Insomma, prima di Trump, la lista di clienti del lobbista non era delle più "pulite". L’attuale presidente Usa lo aveva già ingaggiato in precedenza per i suoi alberghi, su questioni fiscali e gioco d'azzardo. Dopo il licenziamento di Corey Lewandoski, Manafort a giugno 2016 fu promosso da Trump a capo della sua campagna elettorale, con il controllo delle operazioni quotidiane, di un budget da 20 milioni di dollari, delle scelte più importanti, della pubblicità e della strategia mediatica. Insomma, una figura centrale e potentissima. In questa veste partecipò nello stesso mese anche al controverso incontro tra Donald Trump junior e un'avvocatessa russa legata al governo di Mosca che aveva promesso informazioni compromettenti su Hillary Clinton, rivale di Trump nella corsa alla Casa Bianca. Ma Manafort fu costretto a dimettersi il 19 agosto, dopo le rivelazioni sulla sua lunga attività di lobbying a favore dell’ucraino Ianukovich e del suo Partito delle Regioni, per la quale avrebbe ricevuto oltre 12 milioni di dollari in nero.

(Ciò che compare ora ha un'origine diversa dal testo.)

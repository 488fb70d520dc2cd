//! The supervisor's startup probe (component I).
//!
//! Before the agent does anything else it has to know the control plane is
//! reachable and whether this host is commissioned yet. This crate is the
//! "probe `/api/servers/servers/-/` with bounded exponential backoff (5s ->
//! 60s) until 200" loop, with the actual HTTP call left to a caller-supplied
//! [`StartupChecker`] so this crate doesn't depend on `alpamon-transport`.
//!
//! ```rust
//! use alpamon_healthcheck::{await_commissioned, ProbeOutcome};
//!
//! # async fn example() {
//! let mut attempts = 0;
//! let commissioned = await_commissioned(|| {
//!     attempts += 1;
//!     async move { ProbeOutcome::Ready { commissioned: true } }
//! })
//! .await;
//! assert!(commissioned);
//! # }
//! ```

mod checker;

pub use checker::{ProbeOutcome, StartupChecker};

use alpamon_retry::{ExponentialBackoff, IntervalFunction};
use std::time::Duration;

/// Base and cap of the startup probe's backoff ("5 s -> 60 s").
const BASE_DELAY: Duration = Duration::from_secs(5);
const MAX_DELAY: Duration = Duration::from_secs(60);

/// Probes until the control plane answers 200, returning the `commissioned`
/// flag from that response. Never gives up: a control plane that never
/// comes up keeps the agent retrying forever rather than giving up.
pub async fn await_commissioned<C: StartupChecker>(checker: C) -> bool {
    let backoff = ExponentialBackoff::new(BASE_DELAY).max_interval(MAX_DELAY);
    let mut attempt = 0usize;
    loop {
        match checker.probe().await {
            ProbeOutcome::Ready { commissioned } => return commissioned,
            ProbeOutcome::NotReady => {
                #[cfg(feature = "tracing")]
                tracing::warn!(attempt, "startup probe not ready, backing off");
                tokio::time::sleep(backoff.next_interval(attempt)).await;
                attempt += 1;
            }
        }
    }
}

In precedenza, Manafort aveva lavorato anche per l'oligarca russo Oleg Deripaska, considerato vicino a Putin, anche per promuovere gli interessi di Mosca nel mondo politico, economico e mediatico negli Usa e in Europa. Il tutto senza mai essersi registrato, salvo retroattivamente, come agente straniero, sulla base di quanto prevede la legge americana per chi fa lobbying per Paesi stranieri. Ma dopo le incriminazioni per il Russiagate, a ben vedere, questo sembra essere ora solo uno dei suoi problemi.